_Problem requirements_
When you have gone through the records below, state only how many lines include the word "FromStr".

Stored data entries:
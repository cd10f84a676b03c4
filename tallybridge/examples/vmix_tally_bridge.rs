//! vMix wireless tally bridge.

use clap::Parser;
use std::time::Duration;
use tallybridge::{
    internet_facing_ipv4, BridgeConfig, BroadcastConfig, Result, TallyBridge, TallyBroadcaster,
    VmixSource,
};
use tracing::{info, level_filters::LevelFilter, warn};
use tracing_subscriber::EnvFilter;

/// Broadcasts vMix tally state to wireless tally lights.
///
/// Shots are assigned to tally lights with a `[T:n,...]` tag in the input's
/// title. For example, an input titled `Wide [T:1,3]` lights tally lights 1
/// and 3.
#[derive(Debug, Parser)]
#[clap(verbatim_doc_comment)]
struct CliParser {
    /// Address (IP or host name) of the vMix web API.
    #[clap(short, long, default_value = VmixSource::DEFAULT_ADDRESS)]
    pub address: String,

    /// Port of the vMix web API.
    #[clap(short, long, default_value_t = VmixSource::DEFAULT_PORT)]
    pub port: u16,

    /// Bind to the internet connected network adapter.
    #[clap(short, long)]
    pub bind: bool,

    /// Milliseconds between tally broadcasts.
    #[clap(long, default_value_t = 250, value_parser = clap::value_parser!(u64).range(1..))]
    pub interval_ms: u64,

    /// Milliseconds to wait for vMix on each cycle, shorter than the interval.
    #[clap(long, default_value_t = 200, value_parser = clap::value_parser!(u64).range(1..))]
    pub fetch_timeout_ms: u64,

    #[clap(flatten)]
    pub broadcast: BroadcastConfig,
}

#[tokio::main]
async fn main() -> Result {
    tracing_subscriber::fmt()
        .with_env_filter(
            EnvFilter::builder()
                .with_default_directive(LevelFilter::INFO.into())
                .from_env_lossy(),
        )
        .compact()
        .init();

    let mut opts = CliParser::parse();

    if opts.bind && opts.broadcast.interface.is_none() {
        match internet_facing_ipv4().await {
            Ok(ip) => opts.broadcast.interface = Some(ip),
            Err(e) => warn!("couldn't find internet connected adapter: {e}"),
        }
    }

    match opts.broadcast.interface {
        Some(ip) => info!("Binding: {ip}"),
        None => info!("Binding: disabled"),
    }

    let source = VmixSource::new(&opts.address, opts.port)?;
    info!("Address: {}", source.url());
    info!(
        "Multicast: {}, TTL {}",
        opts.broadcast.destination(),
        opts.broadcast.ttl
    );

    let config = BridgeConfig::new(
        Duration::from_millis(opts.interval_ms),
        Duration::from_millis(opts.fetch_timeout_ms),
    )?;
    let broadcaster = TallyBroadcaster::bind(&opts.broadcast).await?;
    let bridge = TallyBridge::new(source, broadcaster, config)?;

    tokio::select! {
        () = bridge.run() => (),
        r = tokio::signal::ctrl_c() => {
            r?;
            info!("stopping");
        }
    }

    Ok(())
}
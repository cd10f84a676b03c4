//! Wirecast object model adapter.
//!
//! Wirecast exposes its running document through an automation object model.
//! Tally follows a single layer of the first document: that layer's preview
//! and live shots.
use super::ProgramSource;
use crate::{protocol::ProgramSnapshot, Error, Result};
use std::{
    fmt::Display,
    str::FromStr,
    sync::{Arc, Mutex, TryLockError},
};
use tokio::task::spawn_blocking;

/// Identifier of a shot within a Wirecast document.
#[derive(Debug, Clone, Copy, PartialEq, Eq, Hash)]
pub struct WirecastShotId(pub i32);

/// A Wirecast master layer, numbered from 1 to 5.
#[derive(Debug, Clone, Copy, PartialEq, Eq)]
pub struct WirecastLayer(u8);

impl WirecastLayer {
    pub const MIN: u8 = 1;
    pub const MAX: u8 = 5;

    /// Creates a layer reference.
    ///
    /// ## Errors
    ///
    /// * [`Error::ParameterOutOfRange`] if `layer` is not between
    ///   [`MIN`][Self::MIN] and [`MAX`][Self::MAX]
    pub fn new(layer: u8) -> Result<Self> {
        if !(Self::MIN..=Self::MAX).contains(&layer) {
            error!(
                "invalid layer number {layer}, must be {}-{}",
                Self::MIN,
                Self::MAX
            );
            return Err(Error::ParameterOutOfRange);
        }
        Ok(Self(layer))
    }

    #[inline]
    pub const fn get(self) -> u8 {
        self.0
    }
}

impl Default for WirecastLayer {
    fn default() -> Self {
        Self(3)
    }
}

impl TryFrom<u8> for WirecastLayer {
    type Error = Error;

    fn try_from(value: u8) -> Result<Self> {
        Self::new(value)
    }
}

impl FromStr for WirecastLayer {
    type Err = Error;

    fn from_str(s: &str) -> Result<Self> {
        let layer = s.trim().parse::<u8>().map_err(|_| {
            error!("invalid layer number {s:?}");
            Error::ParameterOutOfRange
        })?;
        Self::new(layer)
    }
}

impl Display for WirecastLayer {
    fn fmt(&self, f: &mut std::fmt::Formatter<'_>) -> std::fmt::Result {
        write!(f, "{}", self.0)
    }
}

/// Binding to a running Wirecast document's object model.
///
/// Calls are blocking, and are made from tokio's blocking thread pool, one
/// request at a time. Implementations should return
/// [`Error::SourceUnavailable`] when Wirecast isn't running, or the document
/// can't be reached.
pub trait WirecastDocument: Send {
    /// `LayerByIndex(layer).PreviewShotID()`
    fn preview_shot_id(&mut self, layer: WirecastLayer) -> Result<WirecastShotId>;

    /// `LayerByIndex(layer).LiveShotID()`
    fn live_shot_id(&mut self, layer: WirecastLayer) -> Result<WirecastShotId>;

    /// `ShotByShotID(shot).Name`
    fn shot_name(&mut self, shot: WirecastShotId) -> Result<String>;

    /// `AutoLive`: when set, shots go live as soon as they're selected.
    fn auto_live(&mut self) -> Result<bool>;
}

/// Polls one layer of a Wirecast document.
///
/// While auto live is on, the preview shot is not reported, as selecting a
/// shot puts it straight on-air.
///
/// Document calls run on a blocking thread, so a hung Wirecast can't stall the
/// async runtime. If a fetch is abandoned (eg: by a timeout), its request keeps
/// running, and later fetches fail with [`Error::SourceUnavailable`] until it
/// finishes.
pub struct WirecastSource<D> {
    document: Arc<Mutex<D>>,
    layer: WirecastLayer,
    auto_live: Option<bool>,
}

/// Shot names and auto live state read from a document in one request.
struct LayerShots {
    preview: String,
    live: String,
    auto_live: bool,
}

impl LayerShots {
    fn read<D: WirecastDocument>(document: &mut D, layer: WirecastLayer) -> Result<Self> {
        let preview = document.preview_shot_id(layer)?;
        let preview = document.shot_name(preview)?;
        let live = document.live_shot_id(layer)?;
        let live = document.shot_name(live)?;
        let auto_live = document.auto_live()?;
        Ok(Self {
            preview,
            live,
            auto_live,
        })
    }
}

impl<D: WirecastDocument + 'static> WirecastSource<D> {
    pub fn new(document: D, layer: WirecastLayer) -> Self {
        Self {
            document: Arc::new(Mutex::new(document)),
            layer,
            auto_live: None,
        }
    }

    #[inline]
    pub const fn layer(&self) -> WirecastLayer {
        self.layer
    }

    /// The last observed auto live state, or [None] before the first
    /// successful fetch.
    #[inline]
    pub const fn auto_live(&self) -> Option<bool> {
        self.auto_live
    }
}

impl<D: WirecastDocument + 'static> ProgramSource for WirecastSource<D> {
    fn name(&self) -> &str {
        "Wirecast"
    }

    async fn fetch(&mut self) -> Result<ProgramSnapshot> {
        let document = Arc::clone(&self.document);
        let layer = self.layer;
        let shots = spawn_blocking(move || {
            let mut document = match document.try_lock() {
                Ok(document) => document,
                Err(TryLockError::WouldBlock) => {
                    return Err(Error::SourceUnavailable(
                        "previous Wirecast request still running".to_string(),
                    ));
                }
                // A binding which panicked mid-request leaves nothing half
                // written on our side.
                Err(TryLockError::Poisoned(e)) => e.into_inner(),
            };
            LayerShots::read(&mut *document, layer)
        })
        .await
        .map_err(|e| {
            error!("Wirecast request failed: {e}");
            Error::UnexpectedState
        })??;

        let LayerShots {
            preview,
            live,
            auto_live,
        } = shots;

        if self.auto_live != Some(auto_live) {
            self.auto_live = Some(auto_live);
            info!("auto live: {}", if auto_live { "on" } else { "off" });
        }

        Ok(ProgramSnapshot::new(
            (!auto_live).then_some(preview),
            Some(live),
        ))
    }
}

#[cfg(test)]
mod test {
    use super::*;
    use std::{
        collections::HashMap,
        time::{Duration, Instant},
    };
    use tokio::time::timeout;

    #[derive(Default)]
    struct TestDocument {
        running: bool,
        layers: HashMap<u8, (WirecastShotId, WirecastShotId)>,
        shots: HashMap<WirecastShotId, String>,
        auto_live: bool,
    }

    impl TestDocument {
        fn layer(&self, layer: WirecastLayer) -> Result<(WirecastShotId, WirecastShotId)> {
            if !self.running {
                return Err(Error::SourceUnavailable("Wirecast.Application".to_string()));
            }
            self.layers
                .get(&layer.get())
                .copied()
                .ok_or(Error::ParameterOutOfRange)
        }
    }

    impl WirecastDocument for TestDocument {
        fn preview_shot_id(&mut self, layer: WirecastLayer) -> Result<WirecastShotId> {
            Ok(self.layer(layer)?.0)
        }

        fn live_shot_id(&mut self, layer: WirecastLayer) -> Result<WirecastShotId> {
            Ok(self.layer(layer)?.1)
        }

        fn shot_name(&mut self, shot: WirecastShotId) -> Result<String> {
            self.shots
                .get(&shot)
                .cloned()
                .ok_or(Error::SourceUnavailable(format!("no shot {shot:?}")))
        }

        fn auto_live(&mut self) -> Result<bool> {
            Ok(self.auto_live)
        }
    }

    fn document() -> TestDocument {
        TestDocument {
            running: true,
            layers: HashMap::from([
                (3, (WirecastShotId(11), WirecastShotId(12))),
                (1, (WirecastShotId(13), WirecastShotId(13))),
            ]),
            shots: HashMap::from([
                (WirecastShotId(11), "Pulpit [T:2]".to_string()),
                (WirecastShotId(12), "Wide [T:1]".to_string()),
                (WirecastShotId(13), "Title card".to_string()),
            ]),
            auto_live: false,
        }
    }

    #[test]
    fn layers() {
        assert_eq!(3, WirecastLayer::default().get());
        for l in 1..=5 {
            assert_eq!(l, WirecastLayer::new(l).map(WirecastLayer::get).unwrap());
        }
        assert!(matches!(WirecastLayer::new(0), Err(Error::ParameterOutOfRange)));
        assert!(matches!(WirecastLayer::try_from(6), Err(Error::ParameterOutOfRange)));
        assert_eq!("4", WirecastLayer(4).to_string());
    }

    #[test]
    fn parse_layer() -> Result {
        assert_eq!(WirecastLayer(1), "1".parse()?);
        assert_eq!(WirecastLayer(5), " 5 ".parse()?);
        for bad in ["0", "6", "256", "-1", "", "three"] {
            assert!(
                matches!(bad.parse::<WirecastLayer>(), Err(Error::ParameterOutOfRange)),
                "{bad:?}"
            );
        }
        Ok(())
    }

    #[tokio::test]
    async fn fetch() -> Result {
        let mut source = WirecastSource::new(document(), WirecastLayer::default());
        assert_eq!(None, source.auto_live());

        let snapshot = source.fetch().await?;
        assert_eq!(Some("Pulpit [T:2]"), snapshot.preview.as_deref());
        assert_eq!(Some("Wide [T:1]"), snapshot.live.as_deref());
        assert!(snapshot.overlays.iter().all(Option::is_none));
        assert_eq!(Some(false), source.auto_live());

        let mut source = WirecastSource::new(document(), WirecastLayer::new(1)?);
        let snapshot = source.fetch().await?;
        assert_eq!(Some("Title card"), snapshot.live.as_deref());
        Ok(())
    }

    #[tokio::test]
    async fn auto_live_hides_preview() -> Result {
        let mut source = WirecastSource::new(
            TestDocument {
                auto_live: true,
                ..document()
            },
            WirecastLayer::default(),
        );

        let snapshot = source.fetch().await?;
        assert_eq!(None, snapshot.preview);
        assert_eq!(Some("Wide [T:1]"), snapshot.live.as_deref());
        assert_eq!(Some(true), source.auto_live());
        Ok(())
    }

    #[tokio::test]
    async fn not_running() {
        let mut source = WirecastSource::new(
            TestDocument {
                running: false,
                ..document()
            },
            WirecastLayer::default(),
        );

        assert!(matches!(
            source.fetch().await,
            Err(Error::SourceUnavailable(_))
        ));
        assert_eq!(None, source.auto_live());
    }

    /// Answers every request, but only after blocking for `delay`.
    struct SlowDocument {
        inner: TestDocument,
        delay: Duration,
    }

    impl WirecastDocument for SlowDocument {
        fn preview_shot_id(&mut self, layer: WirecastLayer) -> Result<WirecastShotId> {
            std::thread::sleep(self.delay);
            self.inner.preview_shot_id(layer)
        }

        fn live_shot_id(&mut self, layer: WirecastLayer) -> Result<WirecastShotId> {
            self.inner.live_shot_id(layer)
        }

        fn shot_name(&mut self, shot: WirecastShotId) -> Result<String> {
            self.inner.shot_name(shot)
        }

        fn auto_live(&mut self) -> Result<bool> {
            self.inner.auto_live()
        }
    }

    #[tokio::test]
    async fn hung_document_is_abandoned() -> Result {
        let mut source = WirecastSource::new(
            SlowDocument {
                inner: document(),
                delay: Duration::from_millis(400),
            },
            WirecastLayer::default(),
        );

        // The timeout fires while the document is still blocked.
        let started = Instant::now();
        assert!(timeout(Duration::from_millis(50), source.fetch())
            .await
            .is_err());
        assert!(started.elapsed() < Duration::from_millis(300));

        // The abandoned request still holds the document.
        assert!(matches!(
            source.fetch().await,
            Err(Error::SourceUnavailable(_))
        ));
        assert_eq!(None, source.auto_live());

        // Once it finishes, requests go through again.
        tokio::time::sleep(Duration::from_millis(600)).await;
        let snapshot = source.fetch().await?;
        assert_eq!(Some("Wide [T:1]"), snapshot.live.as_deref());
        assert_eq!(Some(false), source.auto_live());
        Ok(())
    }

    #[tokio::test]
    async fn bridge_abandons_hung_document() -> Result {
        use crate::{
            BridgeConfig, BroadcastConfig, LivenessState, TallyBridge, TallyBroadcaster,
            TallyListener,
        };
        use std::net::{Ipv4Addr, SocketAddrV4};

        let listener = TallyListener::bind(SocketAddrV4::new(Ipv4Addr::LOCALHOST, 0)).await?;
        let broadcaster = TallyBroadcaster::bind(&BroadcastConfig {
            group: Ipv4Addr::LOCALHOST,
            port: listener.local_addr()?.port(),
            ..Default::default()
        })
        .await?;
        let source = WirecastSource::new(
            SlowDocument {
                inner: document(),
                delay: Duration::from_secs(2),
            },
            WirecastLayer::default(),
        );
        let config = BridgeConfig::new(Duration::from_millis(250), Duration::from_millis(50))?;
        let mut bridge = TallyBridge::new(source, broadcaster, config)?;

        let started = Instant::now();
        let buffer = bridge.run_cycle().await;
        assert!(started.elapsed() < Duration::from_millis(500));
        assert!(buffer.is_clear());
        assert_eq!(LivenessState::Inactive, bridge.liveness());
        assert!(listener.recv().await?.0.is_clear());
        Ok(())
    }
}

_Response to the task_
2